• HOW TO COMPLETE THIS TASK:
Within the entries below, every line containing "names" is to be copied.

(Stored data)
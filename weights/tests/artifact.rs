use std::{collections::BTreeMap, sync::Arc};

use model::{ModelState, ParamLayout};
use weights::{
    DType, Producer, Provenance, TensorRecord, WeightBundle, WeightsErr, deserialize, extract_at,
    load, persist, restore, serialize,
};

fn state() -> ModelState {
    let layout = ParamLayout::new([
        ("layers.0.weight", vec![3, 2]),
        ("layers.0.bias", vec![2]),
        ("layers.1.weight", vec![2, 1]),
        ("layers.1.bias", vec![1]),
    ]);
    let values = (0..11).map(|i| (i as f32 - 5.0) / 3.0).collect();

    ModelState::new(Arc::new(layout), values, "f00d")
        .unwrap()
        .with_progress(120, 4)
}

fn provenance() -> Provenance {
    Provenance {
        config_hash: "beef".into(),
        step: 9,
        epoch: 1,
        created_at: 1_700_000_000,
        producer: Producer::Distributed,
    }
}

#[test]
fn test_round_trip_keeps_every_tensor() {
    let bundle = extract_at(&state(), Producer::Local, 1_700_000_000);

    let restored = deserialize(&serialize(&bundle).unwrap()).unwrap();

    assert_eq!(restored, bundle);
    assert_eq!(restored.provenance().producer, Producer::Local);
}

#[test]
fn test_round_trip_keeps_other_dtypes() {
    let tensors = BTreeMap::from([
        (
            "embedding.table".to_string(),
            TensorRecord::new(vec![2, 2], DType::F64, vec![7; 32]),
        ),
        (
            "vocab.ids".to_string(),
            TensorRecord::new(vec![3], DType::I64, vec![1; 24]),
        ),
        (
            "mask".to_string(),
            TensorRecord::new(vec![5], DType::U8, vec![0, 1, 1, 0, 1]),
        ),
        (
            "half".to_string(),
            TensorRecord::new(vec![2], DType::BF16, vec![0x80, 0x3f, 0, 0x40]),
        ),
    ]);
    let bundle = WeightBundle::new(tensors, provenance());

    let restored = deserialize(&serialize(&bundle).unwrap()).unwrap();

    assert_eq!(restored, bundle);
}

#[test]
fn test_empty_name_is_rejected() {
    let tensors = BTreeMap::from([(String::new(), TensorRecord::from_f32(vec![1], &[1.0]))]);
    let bundle = WeightBundle::new(tensors, provenance());

    assert!(matches!(serialize(&bundle), Err(WeightsErr::Serialization(_))));
}

#[test]
fn test_reserved_header_name_is_rejected() {
    let tensors = BTreeMap::from([
        ("__metadata__".to_string(), TensorRecord::from_f32(vec![2], &[1.0, 2.0])),
        ("w".to_string(), TensorRecord::from_f32(vec![1], &[3.0])),
    ]);
    let bundle = WeightBundle::new(tensors, provenance());

    let err = serialize(&bundle).unwrap_err();
    assert!(matches!(err, WeightsErr::Serialization(_)), "{err}");
    assert!(err.to_string().contains("__metadata__"), "{err}");
}

#[test]
fn test_mismatched_byte_length_is_rejected() {
    let tensors = BTreeMap::from([(
        "w".to_string(),
        TensorRecord::new(vec![4], DType::F32, vec![0; 15]),
    )]);
    let bundle = WeightBundle::new(tensors, provenance());

    assert!(matches!(serialize(&bundle), Err(WeightsErr::Serialization(_))));
}

#[test]
fn test_flipped_value_fails_checksum() {
    let bundle = extract_at(&state(), Producer::Local, 0);
    let mut bytes = serialize(&bundle).unwrap();

    let last = bytes.len() - 1;
    bytes[last] ^= 0x01;

    let err = deserialize(&bytes).unwrap_err();
    assert!(matches!(err, WeightsErr::CorruptArtifact(_)), "{err}");
    assert!(err.to_string().contains("checksum"), "{err}");
}

#[test]
fn test_garbage_is_corrupt() {
    assert!(matches!(
        deserialize(b"definitely not weights"),
        Err(WeightsErr::CorruptArtifact(_))
    ));
    assert!(matches!(deserialize(&[]), Err(WeightsErr::CorruptArtifact(_))));
}

#[test]
fn test_truncated_artifact_is_corrupt() {
    let bytes = serialize(&extract_at(&state(), Producer::Local, 0)).unwrap();

    let err = deserialize(&bytes[..bytes.len() - 4]).unwrap_err();
    assert!(matches!(err, WeightsErr::CorruptArtifact(_)), "{err}");
}

#[test]
fn test_foreign_safetensors_file_is_corrupt() {
    let header = br#"{"w":{"dtype":"F32","shape":[2],"data_offsets":[0,8]}}"#;
    let mut bytes = (header.len() as u64).to_le_bytes().to_vec();
    bytes.extend_from_slice(header);
    bytes.extend_from_slice(&[0; 8]);

    let err = deserialize(&bytes).unwrap_err();
    assert!(err.to_string().contains("metadata"), "{err}");
}

#[test]
fn test_persist_then_load_and_restore() {
    let dir = tempfile::tempdir().unwrap();
    let path = dir.path().join("out").join("weights.safetensors");
    let state = state();
    let bundle = extract_at(&state, Producer::Distributed, 5);

    persist(&bundle, &path).unwrap();

    let names: Vec<_> = std::fs::read_dir(path.parent().unwrap())
        .unwrap()
        .map(|e| e.unwrap().file_name())
        .collect();
    assert_eq!(names, ["weights.safetensors"]);

    let loaded = load(&path).unwrap();
    assert_eq!(loaded, bundle);

    let restored = restore(&loaded, state.layout().clone()).unwrap();
    assert_eq!(restored.values(), state.values());
    assert_eq!(restored.step(), 120);
}

#[test]
fn test_failed_persist_leaves_nothing_behind() {
    let dir = tempfile::tempdir().unwrap();
    let path = dir.path().join("weights.safetensors");
    let tensors = BTreeMap::from([(
        "w".to_string(),
        TensorRecord::new(vec![2], DType::F32, vec![0; 3]),
    )]);

    assert!(persist(&WeightBundle::new(tensors, provenance()), &path).is_err());
    assert_eq!(std::fs::read_dir(dir.path()).unwrap().count(), 0);
}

• EXERCISE RESPONSE:
    let names: Vec<_> = std::fs::read_dir(path.parent().unwrap())
    assert_eq!(names, ["weights.safetensors"]);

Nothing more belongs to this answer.